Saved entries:
★ ★ ★ ★ ★ ★ ★

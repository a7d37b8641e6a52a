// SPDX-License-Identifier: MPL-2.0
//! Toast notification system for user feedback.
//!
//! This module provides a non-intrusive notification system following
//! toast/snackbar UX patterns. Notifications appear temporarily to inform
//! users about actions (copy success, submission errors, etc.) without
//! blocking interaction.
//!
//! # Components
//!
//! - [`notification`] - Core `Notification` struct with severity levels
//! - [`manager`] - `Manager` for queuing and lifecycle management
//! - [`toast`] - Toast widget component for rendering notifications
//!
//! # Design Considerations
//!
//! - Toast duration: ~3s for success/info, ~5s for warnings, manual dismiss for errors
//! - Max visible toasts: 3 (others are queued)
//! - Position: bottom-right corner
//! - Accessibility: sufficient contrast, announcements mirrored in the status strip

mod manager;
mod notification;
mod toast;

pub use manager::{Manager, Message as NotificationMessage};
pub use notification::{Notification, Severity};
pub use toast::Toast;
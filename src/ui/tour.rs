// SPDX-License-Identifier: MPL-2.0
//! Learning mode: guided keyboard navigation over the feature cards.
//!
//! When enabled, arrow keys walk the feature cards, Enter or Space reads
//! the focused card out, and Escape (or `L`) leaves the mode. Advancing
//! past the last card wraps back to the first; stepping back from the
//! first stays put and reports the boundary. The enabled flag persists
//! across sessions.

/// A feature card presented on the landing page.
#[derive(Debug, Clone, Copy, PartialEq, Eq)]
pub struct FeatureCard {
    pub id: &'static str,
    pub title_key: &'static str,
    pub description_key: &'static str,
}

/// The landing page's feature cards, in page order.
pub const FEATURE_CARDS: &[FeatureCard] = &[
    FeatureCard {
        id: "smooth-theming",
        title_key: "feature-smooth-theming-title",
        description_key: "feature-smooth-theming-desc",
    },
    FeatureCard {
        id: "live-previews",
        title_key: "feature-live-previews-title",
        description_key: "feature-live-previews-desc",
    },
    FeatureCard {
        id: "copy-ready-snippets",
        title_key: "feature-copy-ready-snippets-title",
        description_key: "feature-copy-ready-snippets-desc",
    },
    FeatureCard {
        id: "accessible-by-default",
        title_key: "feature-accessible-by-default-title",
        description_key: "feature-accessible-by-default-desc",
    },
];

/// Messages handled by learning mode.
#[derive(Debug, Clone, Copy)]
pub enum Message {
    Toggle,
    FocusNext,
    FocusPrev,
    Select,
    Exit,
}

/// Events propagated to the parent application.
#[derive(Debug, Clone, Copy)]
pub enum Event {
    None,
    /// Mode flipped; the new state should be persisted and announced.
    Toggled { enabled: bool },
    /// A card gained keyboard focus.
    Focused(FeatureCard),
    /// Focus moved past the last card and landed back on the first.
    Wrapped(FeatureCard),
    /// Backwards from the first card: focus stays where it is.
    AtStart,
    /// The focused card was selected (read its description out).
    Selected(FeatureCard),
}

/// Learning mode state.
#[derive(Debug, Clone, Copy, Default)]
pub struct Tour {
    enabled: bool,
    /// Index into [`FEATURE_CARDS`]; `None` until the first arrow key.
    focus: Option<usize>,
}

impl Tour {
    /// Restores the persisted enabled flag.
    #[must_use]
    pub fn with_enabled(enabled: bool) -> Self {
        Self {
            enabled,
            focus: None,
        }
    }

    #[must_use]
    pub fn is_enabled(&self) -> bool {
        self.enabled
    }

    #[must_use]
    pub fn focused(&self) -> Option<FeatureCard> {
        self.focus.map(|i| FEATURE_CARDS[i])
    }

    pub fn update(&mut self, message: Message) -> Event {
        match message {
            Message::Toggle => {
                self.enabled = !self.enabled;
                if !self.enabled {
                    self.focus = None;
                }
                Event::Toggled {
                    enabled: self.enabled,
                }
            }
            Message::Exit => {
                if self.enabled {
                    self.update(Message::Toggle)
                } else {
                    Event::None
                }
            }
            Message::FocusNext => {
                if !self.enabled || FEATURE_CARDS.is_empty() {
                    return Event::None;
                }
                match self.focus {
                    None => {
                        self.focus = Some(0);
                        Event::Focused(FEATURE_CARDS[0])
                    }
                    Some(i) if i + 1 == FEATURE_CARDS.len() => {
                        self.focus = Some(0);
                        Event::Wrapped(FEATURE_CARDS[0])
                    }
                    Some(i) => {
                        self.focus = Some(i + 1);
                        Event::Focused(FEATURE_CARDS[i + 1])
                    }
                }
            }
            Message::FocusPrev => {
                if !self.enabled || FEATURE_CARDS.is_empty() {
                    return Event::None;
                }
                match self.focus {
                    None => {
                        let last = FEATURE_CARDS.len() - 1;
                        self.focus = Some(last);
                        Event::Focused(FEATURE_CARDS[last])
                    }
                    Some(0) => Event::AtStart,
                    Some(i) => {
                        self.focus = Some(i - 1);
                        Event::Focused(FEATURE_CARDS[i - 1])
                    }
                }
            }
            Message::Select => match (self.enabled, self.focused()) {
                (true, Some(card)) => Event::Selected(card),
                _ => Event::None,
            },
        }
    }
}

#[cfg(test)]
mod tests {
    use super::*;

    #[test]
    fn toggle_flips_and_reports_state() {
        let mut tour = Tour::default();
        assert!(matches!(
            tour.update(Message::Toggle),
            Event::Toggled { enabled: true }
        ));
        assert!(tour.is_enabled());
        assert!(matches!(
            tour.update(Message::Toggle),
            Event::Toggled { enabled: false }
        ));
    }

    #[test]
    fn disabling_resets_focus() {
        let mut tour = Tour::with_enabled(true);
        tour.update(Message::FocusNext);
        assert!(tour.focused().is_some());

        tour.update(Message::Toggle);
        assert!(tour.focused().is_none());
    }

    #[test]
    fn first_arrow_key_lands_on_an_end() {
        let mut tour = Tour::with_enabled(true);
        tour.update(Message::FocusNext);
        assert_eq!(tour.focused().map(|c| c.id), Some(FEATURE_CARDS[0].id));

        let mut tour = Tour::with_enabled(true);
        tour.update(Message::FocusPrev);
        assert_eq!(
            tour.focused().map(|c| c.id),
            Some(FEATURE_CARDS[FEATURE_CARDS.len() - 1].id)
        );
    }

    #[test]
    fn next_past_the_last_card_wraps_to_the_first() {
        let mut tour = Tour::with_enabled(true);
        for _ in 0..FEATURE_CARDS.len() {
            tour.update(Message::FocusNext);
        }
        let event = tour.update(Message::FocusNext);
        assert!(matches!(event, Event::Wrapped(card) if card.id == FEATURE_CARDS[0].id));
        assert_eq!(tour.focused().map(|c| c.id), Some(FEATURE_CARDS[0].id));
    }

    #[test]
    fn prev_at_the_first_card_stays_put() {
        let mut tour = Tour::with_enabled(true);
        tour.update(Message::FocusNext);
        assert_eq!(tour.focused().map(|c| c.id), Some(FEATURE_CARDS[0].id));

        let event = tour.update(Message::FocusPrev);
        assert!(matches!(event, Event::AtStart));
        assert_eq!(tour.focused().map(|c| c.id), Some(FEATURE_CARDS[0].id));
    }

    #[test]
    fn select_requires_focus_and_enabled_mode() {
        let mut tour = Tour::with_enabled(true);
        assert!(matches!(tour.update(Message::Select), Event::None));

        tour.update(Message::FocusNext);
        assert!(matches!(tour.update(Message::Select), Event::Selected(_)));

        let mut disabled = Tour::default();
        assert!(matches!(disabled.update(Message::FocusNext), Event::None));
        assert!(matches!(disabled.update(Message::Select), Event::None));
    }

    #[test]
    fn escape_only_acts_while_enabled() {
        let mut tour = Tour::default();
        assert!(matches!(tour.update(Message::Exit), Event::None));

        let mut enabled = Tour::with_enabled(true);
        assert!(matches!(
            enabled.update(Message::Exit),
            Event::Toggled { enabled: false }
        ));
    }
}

★ ★ ★ ★ ★ ★ ★

• Exercise:
What is needed is a faithful transcription of every entry.

• Answer for the task:
repository a7d37b8641e6a52a
// SPDX-License-Identifier: MPL-2.0
//! Toast notification system for user feedback.
//!
//! This module provides a non-intrusive notification system following
//! toast/snackbar UX patterns. Notifications appear temporarily to inform
//! users about actions (copy success, submission errors, etc.) without
//! blocking interaction.
//!
//! # Components
//!
//! - [`notification`] - Core `Notification` struct with severity levels
//! - [`manager`] - `Manager` for queuing and lifecycle management
//! - [`toast`] - Toast widget component for rendering notifications
//!
//! # Design Considerations
//!
//! - Toast duration: ~3s for success/info, ~5s for warnings, manual dismiss for errors
//! - Max visible toasts: 3 (others are queued)
//! - Position: bottom-right corner
//! - Accessibility: sufficient contrast, announcements mirrored in the status strip

mod manager;
mod notification;
mod toast;

pub use manager::{Manager, Message as NotificationMessage};
pub use notification::{Notification, Severity};
pub use toast::Toast;
filename src/ui/tour.rs
// SPDX-License-Identifier: MPL-2.0
//! Learning mode: guided keyboard navigation over the feature cards.
//!
//! When enabled, arrow keys walk the feature cards, Enter or Space reads
//! the focused card out, and Escape (or `L`) leaves the mode. Advancing
//! past the last card wraps back to the first; stepping back from the
//! first stays put and reports the boundary. The enabled flag persists
//! across sessions.

/// A feature card presented on the landing page.
#[derive(Debug, Clone, Copy, PartialEq, Eq)]
pub struct FeatureCard {
    pub id: &'static str,
    pub title_key: &'static str,
    pub description_key: &'static str,
}

/// The landing page's feature cards, in page order.
pub const FEATURE_CARDS: &[FeatureCard] = &[
    FeatureCard {
        id: "smooth-theming",
        title_key: "feature-smooth-theming-title",
        description_key: "feature-smooth-theming-desc",
    },
    FeatureCard {
        id: "live-previews",
        title_key: "feature-live-previews-title",
        description_key: "feature-live-previews-desc",
    },
    FeatureCard {
        id: "copy-ready-snippets",
        title_key: "feature-copy-ready-snippets-title",
        description_key: "feature-copy-ready-snippets-desc",
    },
    FeatureCard {
        id: "accessible-by-default",
        title_key: "feature-accessible-by-default-title",
        description_key: "feature-accessible-by-default-desc",
    },
];

/// Messages handled by learning mode.
#[derive(Debug, Clone, Copy)]
pub enum Message {
    Toggle,
    FocusNext,
    FocusPrev,
    Select,
    Exit,
}

/// Events propagated to the parent application.
#[derive(Debug, Clone, Copy)]
pub enum Event {
    None,
    /// Mode flipped; the new state should be persisted and announced.
    Toggled { enabled: bool },
    /// A card gained keyboard focus.
    Focused(FeatureCard),
    /// Focus moved past the last card and landed back on the first.
    Wrapped(FeatureCard),
    /// Backwards from the first card: focus stays where it is.
    AtStart,
    /// The focused card was selected (read its description out).
    Selected(FeatureCard),
}

/// Learning mode state.
#[derive(Debug, Clone, Copy, Default)]
pub struct Tour {
    enabled: bool,
    /// Index into [`FEATURE_CARDS`]; `None` until the first arrow key.
    focus: Option<usize>,
}

impl Tour {
    /// Restores the persisted enabled flag.
    #[must_use]
    pub fn with_enabled(enabled: bool) -> Self {
        Self {
            enabled,
            focus: None,
        }
    }

    #[must_use]
    pub fn is_enabled(&self) -> bool {
        self.enabled
    }

    #[must_use]
    pub fn focused(&self) -> Option<FeatureCard> {
        self.focus.map(|i| FEATURE_CARDS[i])
    }

    pub fn update(&mut self, message: Message) -> Event {
        match message {
            Message::Toggle => {
                self.enabled = !self.enabled;
                if !self.enabled {
                    self.focus = None;
                }
                Event::Toggled {
                    enabled: self.enabled,
                }
            }
            Message::Exit => {
                if self.enabled {
                    self.update(Message::Toggle)
                } else {
                    Event::None
                }
            }
            Message::FocusNext => {
                if !self.enabled || FEATURE_CARDS.is_empty() {
                    return Event::None;
                }
                match self.focus {
                    None => {
                        self.focus = Some(0);
                        Event::Focused(FEATURE_CARDS[0])
                    }
                    Some(i) if i + 1 == FEATURE_CARDS.len() => {
                        self.focus = Some(0);
                        Event::Wrapped(FEATURE_CARDS[0])
                    }
                    Some(i) => {
                        self.focus = Some(i + 1);
                        Event::Focused(FEATURE_CARDS[i + 1])
                    }
                }
            }
            Message::FocusPrev => {
                if !self.enabled || FEATURE_CARDS.is_empty() {
                    return Event::None;
                }
                match self.focus {
                    None => {
                        let last = FEATURE_CARDS.len() - 1;
                        self.focus = Some(last);
                        Event::Focused(FEATURE_CARDS[last])
                    }
                    Some(0) => Event::AtStart,
                    Some(i) => {
                        self.focus = Some(i - 1);
                        Event::Focused(FEATURE_CARDS[i - 1])
                    }
                }
            }
            Message::Select => match (self.enabled, self.focused()) {
                (true, Some(card)) => Event::Selected(card),
                _ => Event::None,
            },
        }
    }
}

#[cfg(test)]
mod tests {
    use super::*;

    #[test]
    fn toggle_flips_and_reports_state() {
        let mut tour = Tour::default();
        assert!(matches!(
            tour.update(Message::Toggle),
            Event::Toggled { enabled: true }
        ));
        assert!(tour.is_enabled());
        assert!(matches!(
            tour.update(Message::Toggle),
            Event::Toggled { enabled: false }
        ));
    }

    #[test]
    fn disabling_resets_focus() {
        let mut tour = Tour::with_enabled(true);
        tour.update(Message::FocusNext);
        assert!(tour.focused().is_some());

        tour.update(Message::Toggle);
        assert!(tour.focused().is_none());
    }

    #[test]
    fn first_arrow_key_lands_on_an_end() {
        let mut tour = Tour::with_enabled(true);
        tour.update(Message::FocusNext);
        assert_eq!(tour.focused().map(|c| c.id), Some(FEATURE_CARDS[0].id));

        let mut tour = Tour::with_enabled(true);
        tour.update(Message::FocusPrev);
        assert_eq!(
            tour.focused().map(|c| c.id),
            Some(FEATURE_CARDS[FEATURE_CARDS.len() - 1].id)
        );
    }

    #[test]
    fn next_past_the_last_card_wraps_to_the_first() {
        let mut tour = Tour::with_enabled(true);
        for _ in 0..FEATURE_CARDS.len() {
            tour.update(Message::FocusNext);
        }
        let event = tour.update(Message::FocusNext);
        assert!(matches!(event, Event::Wrapped(card) if card.id == FEATURE_CARDS[0].id));
        assert_eq!(tour.focused().map(|c| c.id), Some(FEATURE_CARDS[0].id));
    }

    #[test]
    fn prev_at_the_first_card_stays_put() {
        let mut tour = Tour::with_enabled(true);
        tour.update(Message::FocusNext);
        assert_eq!(tour.focused().map(|c| c.id), Some(FEATURE_CARDS[0].id));

        let event = tour.update(Message::FocusPrev);
        assert!(matches!(event, Event::AtStart));
        assert_eq!(tour.focused().map(|c| c.id), Some(FEATURE_CARDS[0].id));
    }

    #[test]
    fn select_requires_focus_and_enabled_mode() {
        let mut tour = Tour::with_enabled(true);
        assert!(matches!(tour.update(Message::Select), Event::None));

        tour.update(Message::FocusNext);
        assert!(matches!(tour.update(Message::Select), Event::Selected(_)));

        let mut disabled = Tour::default();
        assert!(matches!(disabled.update(Message::FocusNext), Event::None));
        assert!(matches!(disabled.update(Message::Select), Event::None));
    }

    #[test]
    fn escape_only_acts_while_enabled() {
        let mut tour = Tour::default();
        assert!(matches!(tour.update(Message::Exit), Event::None));

        let mut enabled = Tour::with_enabled(true);
        assert!(matches!(
            enabled.update(Message::Exit),
            Event::Toggled { enabled: false }
        ));
    }
}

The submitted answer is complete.